And do what? Your silver is not going to protect you. Toilet paper might
Yup butter and beans are more relevant than shiny "quality" trinkets. Hopefully one is stocked if the S really H's TF. RGDS!
@jmski52 said: Those "worthless" dollars youve complained about buy a lot more assets today than a year ago..?
As compared to what? Other over-inflated currencies?
Apparently, food and gasoline don't figure into your equation, nor does housing affordability which is now around all-time lows.
I guess I could refer to you as "Ivory Tower Man"?
I can buy more equities, more bonds, and more silver and platinum than a year ago.
Funny how folk dont see the loss.of purchasing power in their silver thats at the same price as 10 years ago., yet they complain about loss of dollar buying power. How daft must one be?
And BTW--- i am Under the Bridge Man. I guess you are "Bunker Man".
@jmski52 said: Lots of folk very happy getting 3% -or more on some good ole USA Govt bonds- on 1 year paper right now.
Fabulous! That means they are only losing somewhere between 5% and 15% on their money, depending on whether or not you believe gov.com data.
Lol...
Those "worthless" dollars youve complained about buy a lot more assets today than a year ago..
Except for necessities and every day essentials such as:
Vehicles
Food
Housing
Energy/Utilities
Gasoline
The cost to borrow (interest rates) to pay for necessities.
History will show the benefactors of the decline in financial asset prices and the growth of hard asset prices to be those who sold the former at its highs and bought the latter at its lows. Unfortunately this group does not include most Americans who find themselves battling to pay drastically rising prices for necessities and every day essentials as a result of previous FED policy (Trillion$ injected into the money supply).
Its almost like a continuation program for the wealthy to cash in on a very profitable FED sponsored program (financial/paper assets boosted by easy money) that has run its course (the chickens have come home to roost) to turn around and buy into the next FED sponsored program (lower price hard assets that will provide more great returns).

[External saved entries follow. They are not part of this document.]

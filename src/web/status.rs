use crate::web::models::StatusApiModel;
use crate::web::server::AppState;
use axum::extract::State;
use axum::routing::get;
use axum::{Json, Router};
use chrono::Utc;
use std::collections::HashMap;
use tracing::{instrument, warn};

pub fn routes() -> Router<AppState> {
    Router::new().route("/status", get(status))
}

/// Always answers 200, an unreachable registry shows up in `Status`.
#[instrument(skip(state))]
async fn status(State(state): State<AppState>) -> Json<StatusApiModel> {
    let status = match state.registry.ping().await {
        Ok(()) => "OK:Alive and well".to_string(),
        Err(e) => {
            warn!("⚠️ Registry health check failed: {}", e);
            format!("ERROR:{}", e)
        }
    };

    let now = Utc::now();
    Json(StatusApiModel {
        name: env!("CARGO_PKG_NAME").to_string(),
        status,
        current_time: now,
        start_time: state.started_at,
        uptime_seconds: (now - state.started_at).num_seconds(),
        properties: HashMap::from([
            ("Version".to_string(), env!("CARGO_PKG_VERSION").to_string()),
            ("Registry".to_string(), state.registry.kind().to_string()),
        ]),
    })
}
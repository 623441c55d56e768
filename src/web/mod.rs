mod devices;
mod error;
mod models;
mod server;
mod status;

pub use devices::CONTINUATION_HEADER;
pub use error::{ApiError, ErrorApiModel};
pub use models::{DeviceApiModel, DeviceListApiModel, DeviceRequestApiModel, PropertiesApiModel, StatusApiModel};
pub use server::{AppState, router, serve};
use std::cmp::Ordering;
use std::fmt::Display;

#[derive(Clone, Debug)]
pub enum Number {
    PositiveInt(u64),
    NegativeInt(i64),
    Float(f64),
}

impl Number {
    pub fn as_f64(&self) -> f64 {
        match self {
            Number::PositiveInt(n) => *n as f64,
            Number::NegativeInt(n) => *n as f64,
            Number::Float(n) => *n,
        }
    }

    pub fn is_finite(&self) -> bool {
        match self {
            Number::Float(n) => n.is_finite(),
            _ => true,
        }
    }
}

impl From<&serde_json::Number> for Number {
    fn from(value: &serde_json::Number) -> Self {
        if let Some(n) = value.as_u64() {
            Number::PositiveInt(n)
        } else if let Some(n) = value.as_i64() {
            Number::NegativeInt(n)
        } else {
            Number::Float(value.as_f64().unwrap_or(f64::NAN))
        }
    }
}

impl PartialOrd for Number {
    fn partial_cmp(&self, other: &Self) -> Option<Ordering> {
        match (self, other) {
            // Integer vs Integer
            (Number::PositiveInt(a), Number::PositiveInt(b)) => a.partial_cmp(b),
            (Number::NegativeInt(a), Number::NegativeInt(b)) => a.partial_cmp(b),
            (Number::PositiveInt(a), Number::NegativeInt(b)) => {
                if *b < 0 {
                    Some(Ordering::Greater)
                } else {
                    a.partial_cmp(&(*b as u64))
                }
            }
            (Number::NegativeInt(a), Number::PositiveInt(b)) => {
                if *a < 0 {
                    Some(Ordering::Less)
                } else {
                    (*a as u64).partial_cmp(b)
                }
            }
            // Float vs Anything
            (Number::Float(a), _) => a.partial_cmp(&other.as_f64()),
            (_, Number::Float(b)) => self.as_f64().partial_cmp(b),
        }
    }
}

impl PartialEq for Number {
    fn eq(&self, other: &Self) -> bool {
        self.partial_cmp(other) == Some(Ordering::Equal)
    }
}

impl Display for Number {
    fn fmt(&self, f: &mut std::fmt::Formatter<'_>) -> std::fmt::Result {
        match self {
            Number::PositiveInt(n) => write!(f, "{}", n),
            Number::NegativeInt(n) => write!(f, "{}", n),
            Number::Float(n) => write!(f, "{}", n),
        }
    }
}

"Interest rates, the price of money, are the most important market. And, perversely, they’re the market that’s most manipulated by the Fed." - Doug Casey
@cohodk said:
I didnt say the dollar buys more necessities. I said assets.

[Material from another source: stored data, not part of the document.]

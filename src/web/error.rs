use crate::query::QueryError;
use crate::registry::RegistryError;
use axum::Json;
use axum::http::StatusCode;
use axum::response::{IntoResponse, Response};
use serde::{Deserialize, Serialize};
use thiserror::Error;
use tracing::warn;

#[derive(Error, Debug)]
pub enum ApiError {
    #[error(transparent)]
    InvalidQuerySyntax(#[from] QueryError),
    #[error("bad request: {0}")]
    BadRequest(String),
    #[error("device '{0}' not found")]
    NotFound(String),
    #[error("{0}")]
    Conflict(String),
    #[error("{0}")]
    Upstream(String),
    #[error("{0}")]
    UpstreamUnavailable(String),
}

impl ApiError {
    pub fn status_code(&self) -> StatusCode {
        match self {
            ApiError::InvalidQuerySyntax(_) | ApiError::BadRequest(_) => StatusCode::BAD_REQUEST,
            ApiError::NotFound(_) => StatusCode::NOT_FOUND,
            ApiError::Conflict(_) => StatusCode::CONFLICT,
            ApiError::Upstream(_) => StatusCode::BAD_GATEWAY,
            ApiError::UpstreamUnavailable(_) => StatusCode::SERVICE_UNAVAILABLE,
        }
    }

    pub fn code(&self) -> &'static str {
        match self {
            ApiError::InvalidQuerySyntax(_) => "InvalidQuerySyntax",
            ApiError::BadRequest(_) => "BadRequest",
            ApiError::NotFound(_) => "NotFound",
            ApiError::Conflict(_) => "Conflict",
            ApiError::Upstream(_) => "Upstream",
            ApiError::UpstreamUnavailable(_) => "UpstreamUnavailable",
        }
    }
}

impl From<RegistryError> for ApiError {
    fn from(error: RegistryError) -> Self {
        match error {
            RegistryError::NotFound { id } => ApiError::NotFound(id),
            RegistryError::Conflict(_) => ApiError::Conflict(error.to_string()),
            RegistryError::InvalidContinuationToken(_) => ApiError::BadRequest(error.to_string()),
            RegistryError::Unavailable(_) => ApiError::UpstreamUnavailable(error.to_string()),
            RegistryError::Upstream { .. } | RegistryError::InvalidResponse(_) => ApiError::Upstream(error.to_string()),
        }
    }
}

#[derive(Debug, Serialize, Deserialize)]
#[serde(rename_all = "PascalCase")]
pub struct ErrorApiModel {
    pub code: String,
    pub message: String,
    #[serde(default, skip_serializing_if = "Option::is_none")]
    pub input: Option<String>,
}

impl IntoResponse for ApiError {
    fn into_response(self) -> Response {
        let status = self.status_code();
        if status.is_server_error() {
            warn!(status_code = %status, "⚠️ {}", self);
        }

        let body = ErrorApiModel {
            code: self.code().to_string(),
            message: self.to_string(),
            input: match &self {
                ApiError::InvalidQuerySyntax(error) => Some(error.input().to_string()),
                _ => None,
            },
        };
        (status, Json(body)).into_response()
    }
}
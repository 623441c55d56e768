use crate::app_config::{AppConfig, CorsWhitelist};
use crate::registry::DeviceRegistry;
use crate::web::{devices, status};
use axum::Router;
use axum::http::{HeaderName, HeaderValue, Method};
use chrono::{DateTime, Utc};
use std::sync::Arc;
use tokio::net::TcpListener;
use tower_http::cors::{AllowHeaders, AllowMethods, AllowOrigin, Any, CorsLayer};
use tower_http::trace::TraceLayer;
use tracing::{info, warn};

#[derive(Debug, Clone)]
pub struct AppState {
    pub registry: Arc<dyn DeviceRegistry>,
    pub started_at: DateTime<Utc>,
}

impl AppState {
    pub fn new(registry: Arc<dyn DeviceRegistry>) -> Self {
        AppState {
            registry,
            started_at: Utc::now(),
        }
    }
}

pub fn router(state: AppState, config: &AppConfig) -> Router {
    let router = Router::new()
        .nest("/v1", devices::routes().merge(status::routes()))
        .layer(TraceLayer::new_for_http())
        .with_state(state);

    match config.server().cors_whitelist() {
        Some(whitelist) if !whitelist.origins.is_empty() => router.layer(cors_layer(whitelist)),
        _ => router,
    }
}

fn allows_any(values: &[String]) -> bool {
    values.iter().any(|value| value == "*")
}

fn parse_all<T: std::str::FromStr>(kind: &str, values: &[String]) -> Vec<T> {
    values
        .iter()
        .filter_map(|value| match value.parse::<T>() {
            Ok(parsed) => Some(parsed),
            Err(_) => {
                warn!("⚠️ Ignoring invalid CORS {} '{}'", kind, value);
                None
            }
        })
        .collect()
}

fn cors_layer(whitelist: &CorsWhitelist) -> CorsLayer {
    let origins = if allows_any(&whitelist.origins) {
        AllowOrigin::from(Any)
    } else {
        AllowOrigin::list(parse_all::<HeaderValue>("origin", &whitelist.origins))
    };
    let methods = if allows_any(&whitelist.methods) {
        AllowMethods::from(Any)
    } else {
        AllowMethods::list(parse_all::<Method>("method", &whitelist.methods))
    };
    let headers = if allows_any(&whitelist.headers) {
        AllowHeaders::from(Any)
    } else {
        AllowHeaders::list(parse_all::<HeaderName>("header", &whitelist.headers))
    };

    CorsLayer::new().allow_origin(origins).allow_methods(methods).allow_headers(headers)
}

pub async fn serve(config: &AppConfig, registry: Arc<dyn DeviceRegistry>) -> Result<(), std::io::Error> {
    let app = router(AppState::new(registry), config);
    let listener = TcpListener::bind(config.server().socket_addr()).await?;
    info!("🌐 Listening on http://{}/v1", listener.local_addr()?);

    axum::serve(listener, app).await
}
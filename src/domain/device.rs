use chrono::{DateTime, Utc};
use serde_json::{Map, Value};
use std::collections::HashMap;

/// A device as known by the registry, identity and twin combined.
#[derive(PartialEq, Debug, Clone, Default)]
pub struct Device {
    pub id: String,
    pub etag: Option<String>,
    pub enabled: bool,
    pub connected: bool,
    pub last_activity: Option<DateTime<Utc>>,
    pub iot_hub_host_name: Option<String>,
    pub tags: HashMap<String, String>,
    pub desired: Map<String, Value>,
    pub reported: Map<String, Value>,
}

/// The part of a device a client is allowed to write. Tags and desired
/// properties replace the stored ones as a whole.
#[derive(PartialEq, Debug, Clone, Default)]
pub struct DeviceUpsert {
    pub id: String,
    pub tags: HashMap<String, String>,
    pub desired: Map<String, Value>,
}

#[derive(PartialEq, Debug, Clone, Default)]
pub struct DeviceList {
    pub items: Vec<Device>,
    pub continuation_token: Option<String>,
}
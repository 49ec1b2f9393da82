//! Search configuration for the route planner.

/// Configuration parameters for route search.
#[derive(Debug, Clone)]
pub struct SearchConfig {
    /// Fixed penalty in minutes added every time a route moves between
    /// stations with differing line tags.
    pub transfer_penalty_mins: u32,
}

impl SearchConfig {
    /// Create a new configuration with the given parameters.
    pub fn new(transfer_penalty_mins: u32) -> Self {
        Self {
            transfer_penalty_mins,
        }
    }

    /// Returns the transfer penalty in minutes.
    pub fn transfer_penalty(&self) -> u32 {
        self.transfer_penalty_mins
    }
}

impl Default for SearchConfig {
    fn default() -> Self {
        Self {
            transfer_penalty_mins: 2,
        }
    }
}
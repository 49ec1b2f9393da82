use metro_planner::domain::StationId;
use metro_planner::network::ankara_network;
use metro_planner::planner::Planner;
use metro_planner::render::{describe_route, describe_timed_route};

fn main() {
    tracing_subscriber::fmt()
        .with_env_filter(tracing_subscriber::EnvFilter::from_default_env())
        .init();

    let network = match ankara_network() {
        Ok(network) => network,
        Err(error) => {
            eprintln!("Failed to build sample network: {error}");
            std::process::exit(1);
        }
    };

    let planner = Planner::new(&network);

    let scenarios = [
        ("AŞTİ to OSB", "M1", "K4"),
        ("Batıkent to Keçiören", "T1", "T4"),
        ("Keçiören to AŞTİ", "T4", "M1"),
    ];

    println!("=== Ankara metro scenarios ===");
    for (index, (label, start, target)) in scenarios.iter().enumerate() {
        let start = StationId::new(*start);
        let target = StationId::new(*target);

        println!();
        println!("{}. {label}:", index + 1);

        match planner.fewest_transfers(&start, &target) {
            Some(route) => println!("Fewest-stops route: {}", describe_route(&route)),
            None => println!("Fewest-stops route: none found"),
        }

        match planner.fastest_route(&start, &target) {
            Some(timed) => println!("Fastest route: {}", describe_timed_route(&timed)),
            None => println!("Fastest route: none found"),
        }
    }
}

I brought up necessities because most Americans won't benefit from the FED's "round two" of continuing to enrich those with all the money. While the FED is reducing the amount of cheap money for these high rollers they are setting the stage for them to apply their financial asset profits (yes, they had advance notice) to the new game in town, under priced commodities and hard assets that will soon, if not already benefit from the ocean of cash that fear and greed has placed on the side lines.
"Interest rates, the price of money, are the most important market. And, perversely, they’re the market that’s most manipulated by the Fed." - Doug Casey
@cohodk said:
I didnt say the dollar buys more necessities. I said assets.
I brought up necessities because most Americans won't benefit from the FED's "round two" of continuing to enrich those with all the money. While the FED is reducing the amount of cheap money for these high rollers they are setting the stage for them to apply their financial asset profits (yes, they had advance notice) to the new game in town, under priced commodities and hard assets that will soon, if not already benefit from the ocean of cash that fear and greed has placed on the side lines.
Let us know how the bunker barter gutter metal for necessities trade is faring?
My guess is not so well.
We were all wrong about gutters hedge against inflation, bunker insurance etc. You me and every other stacker. Sorry but its fact. You can try to spin it into ASEs RCM bars, APMEX advertised sell prices etc. Facts are facts. GD LCK!
Inflation is just beginning its long term carnage. PMs will respond accordingly. This does not happen overnight just because inflation says "boo..."
The primary reason for any delay in PM reaction is the misconception that the FED has everything under control. When reality sinks in PMs will move higher than you thought possible. If the FED were actually in control we would not be looking at a 40 yr high in inflation.
"Interest rates, the price of money, are the most important market. And, perversely, they’re the market that’s most manipulated by the Fed." - Doug Casey
12 yrs ago i was buying generic $20 gold liberty and saints for under, or just at a grand. Now they’re 2 grand, or just over ( if a seller is generous, or desperate). Both then, and now; they fly out the door.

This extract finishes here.